I’ve had many thoughts about the birth, purpose and fate of our existence as conscious beings…. Perhaps there are a multitude of other equally or rather more conscious (and therefore intelligent) forms of life that exist in other moving mounds of rock hurdling through the fabric of space and time. And perhaps the reason we, specifically Earth humans, exist is to ponder about our own actuality… But what if there are other (and the more conscious) creatures inherently born with this dilemma resolved and continue with their existence with a higher purpose? To do work. What kind of work? Work that accentuates the good in life and attempts to keep the bad influences at a minimum? Is that work? Are there even types of work or is work a universal term for doing anything?
If a Zambian girl, who’s reached menarche and is denied more schooling based on her “dirtiness”, learns of a better country where girls are allowed education after puberty, would this be cause for her to question the system of her backward government/country? Would this questioning lead to higher forms of thought–ones that eventually lead to questions of her own existence?
Our kind isn’t born to immediately question life. If we don’t go through the copious amounts of schooling, like the tedious geometry equations that lead our whiny teenage brains to question the most important thing in life–“Why do I even have to do this?”–then many of us would not have gotten to the point of questioning.
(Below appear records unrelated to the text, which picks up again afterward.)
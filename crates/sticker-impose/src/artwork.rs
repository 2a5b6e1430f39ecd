//! Uploaded sticker artwork
//!
//! Artwork is embedded in the output document as a base64 data URI. Only the
//! pixel dimensions are decoded; the image content is never inspected.

use crate::constants::CM_PER_INCH;
use crate::services::Advisory;
use crate::types::{ItemSpec, ProductionMode, Result};
use base64::Engine as _;
use base64::engine::general_purpose::STANDARD;
use image::ImageReader;
use std::io::Cursor;
use std::path::Path;

/// An image ready to be placed into every tile
#[derive(Debug, Clone, PartialEq, Eq)]
pub struct Artwork {
    /// Image reference written into the document
    pub href: String,
    pub width_px: u32,
    pub height_px: u32,
}

impl Artwork {
    /// Read the pixel size of an encoded image and embed it as a data URI.
    ///
    /// When `mime` is not given it is taken from the detected format.
    pub fn from_bytes(bytes: &[u8], mime: Option<&str>) -> Result<Self> {
        let reader = ImageReader::new(Cursor::new(bytes)).with_guessed_format()?;
        let detected = reader.format().map(|format| format.to_mime_type());
        let (width_px, height_px) = reader.into_dimensions()?;

        let mime = mime.or(detected).unwrap_or("application/octet-stream");
        Ok(Self {
            href: format!("data:{};base64,{}", mime, STANDARD.encode(bytes)),
            width_px,
            height_px,
        })
    }

    /// Read an image file and measure it
    pub async fn load(path: impl AsRef<Path>) -> Result<Self> {
        let path = path.as_ref().to_owned();
        let bytes = tokio::fs::read(&path).await?;
        let artwork = tokio::task::spawn_blocking(move || Artwork::from_bytes(&bytes, None)).await??;
        log::info!(
            "loaded artwork {} ({}×{} px)",
            path.display(),
            artwork.width_px,
            artwork.height_px
        );
        Ok(artwork)
    }

    /// Lowest pixel density across both axes when printed at the item's size
    pub fn effective_dpi(&self, item: &ItemSpec) -> Option<f64> {
        if !item.is_valid() {
            return None;
        }
        let horizontal = self.width_px as f64 / (item.width_cm / CM_PER_INCH);
        let vertical = self.height_px as f64 / (item.height_cm / CM_PER_INCH);
        Some(horizontal.min(vertical))
    }

    /// Advisory raised when the artwork is too coarse for the mode
    pub fn resolution_advisory(&self, item: &ItemSpec, mode: ProductionMode) -> Option<Advisory> {
        let dpi = self.effective_dpi(item)?;
        let recommended = mode.profile().recommended_dpi;
        (dpi < recommended).then(|| {
            let advisory = Advisory::LowResolution { dpi, recommended };
            log::warn!("{}", advisory);
            advisory
        })
    }
}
THIS is what’s good for us. Thrusting upon our young the concept of labor until they question.
Or maybe not. Maybe we could approach this another way–by highlighting the beauty, the ugly, the evil, the good, the black and whites of the world to our young and gently guiding them toward “What is life and why do we live it?” questions. We could just as well constantly direct these questions to our children through their maturation–they might not fully understand the meaning of the question nor the thought process to the “right” answer… but, really, who does? There isn’t a right thought process or understanding of the question beyond the comprehension of its basic message. The “imagination”, or unbiased, thinking of our children (unpolluted by the structured system in our schools today) may lead us toward more answers… and thus more questions. Perhaps the reason music and art and writing seems to plateau in originality is due to the evermore organized system in our schools that influence our scholars. They hinder creativity and identity, and breed harsher definitions by categorizing and forcing students to choose one or two majors that will define their careers/lives, like “Marine science” or “Mathematics”. Brown University, at least, is making the effort to diverge from these hindrances and permit its students to essentially create their own curriculums.
Other life forms may have higher purposes, intelligences, consciousnesses, whatever you label it, but WE have our own: To question. To be curious. To learn.
Why does a dog not question his own presence? Or a fish its own? Or a goat, or a fruit fly, or a parasite or a tree or a venus flytrap? They are different levels of consciousness. From simple to complex, the humankind seems to take the highest reign of consciousness on this planet. But are we really that complex? What more could a consciousness question, observe, or learn in another world or life form?
I once read a cartoon that pictured a child ant with its mother ant. The child ant observes humans walking around, and the mother ant simply responds with “Don’t bother. There is no sign of intelligence in that species.” We are as ignorant of our surroundings as we are willing to accept intelligence from any form of life.
Every time I finish a TED video, I have a flurry of thoughts that I don’t bother to write down. Thoughts that might help me get somewhere and cure this incessant want for answers. Writing helps. Writing also hurts. It continues this process by helping me pick up where I left off in thought and further my thirst for knowledge.
“As our circle of knowledge expands, so does the circumference of darkness surrounding it.” –Albert Einstein.